Delhi smog: Entrepreneurs offer hope with technologies to reuse crop biomass

  • Like in the winters of the previous years, this year too the smog is smothering Delhi and the surrounding areas in north India.
  • Burning of agricultural residue by farmers is considered as one of the major contributors to the smog.
  • Three entrepreneurs offer hope with technologies that can turn crop fibre into reusable, biodegradable material.
  • If farmers can earn an income from selling crop biomass, they may stop burning stubble after harvest.

 

Nidhi Arora a software professional who works in Delhi dreads winters. She suffered a serious bout of asthma in 2017 due to the dense smog in Delhi. The air quality of the city plunged to lowest levels making it a gas chamber and doctors in Delhi declared a public health emergency.

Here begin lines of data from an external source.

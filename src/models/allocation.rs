//! Allocation rows and parsed allocation facts
//!
//! An allocation row is one weekly subsidy claim as it arrives from the
//! funding table. Once its description and date are understood it becomes an
//! [`AllocationFact`] carrying the hours and rate for the week ending on its
//! date.

use chrono::{Duration, NaiveDate};
use serde::{Deserialize, Serialize};

/// Number of days before the week-end date that the claim week starts on
pub const WEEK_SPAN_DAYS: i64 = 6;

/// A raw weekly allocation row for a child
#[derive(Debug, Clone, PartialEq, Serialize, Deserialize)]
pub struct AllocationRow {
    /// Key linking the row to a child (the raw child name in the funding table)
    pub child_key: String,

    /// Free-text description, e.g. "30.00 hours x €2.79"
    pub description: String,

    /// Week-end date, if it could be parsed
    pub date: Option<NaiveDate>,
}

impl AllocationRow {
    /// Create a new allocation row
    pub fn new(
        child_key: impl Into<String>,
        description: impl Into<String>,
        date: Option<NaiveDate>,
    ) -> Self {
        Self {
            child_key: child_key.into(),
            description: description.into(),
            date,
        }
    }

    /// Check if the row belongs to the child with this raw name
    ///
    /// Rows are linked to children by exact name, as written in both tables.
    pub fn belongs_to(&self, child_name: &str) -> bool {
        self.child_key == child_name
    }
}

/// A parsed weekly allocation: hours at a rate for the week ending `week_end`
#[derive(Debug, Clone, Copy, PartialEq, Serialize, Deserialize)]
pub struct AllocationFact {
    /// Weekly hours
    pub hours: f64,

    /// Hourly rate
    pub rate: f64,

    /// Last day of the claim week
    pub week_end: NaiveDate,
}

impl AllocationFact {
    /// Create a new allocation fact
    pub fn new(hours: f64, rate: f64, week_end: NaiveDate) -> Self {
        Self {
            hours,
            rate,
            week_end,
        }
    }

    /// First day of the claim week (six days before the week-end date)
    pub fn week_start(&self) -> NaiveDate {
        self.week_end - Duration::days(WEEK_SPAN_DAYS)
    }
}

The smog was attributed to the burning of agro-waste by farmers in north India. Every year around 15-20 million tonnes of crop stubble (mainly rice straw) is burnt in Punjab-Haryana. Agricultural burning produces large amounts of smoke in a short period of time. During the peak crop burning season in Punjab the air pollution in Delhi is 20 times higher than the threshold for safe air as defined by the World Health Organization.

The burning of agricultural crop residue results in emission of greenhouse gases (CO2, N2O, CH4), air pollutants (CO, NH3, SO2, NMHC, volatile organic compounds), particulate matter and smoke affecting the air quality and is a health hazard, leading to diseases beyond affecting respiratory health.

In this situation, a concrete solution to safely dispose this waste is the need of the hour. And this need has given rise to innovations where entrepreneurs are working on technologies to find a more sustainable way to deal with the agricultural waste and aiming to give farmers a financial incentive to sell their crop waste which would perhaps encourage them not burn stubble anymore.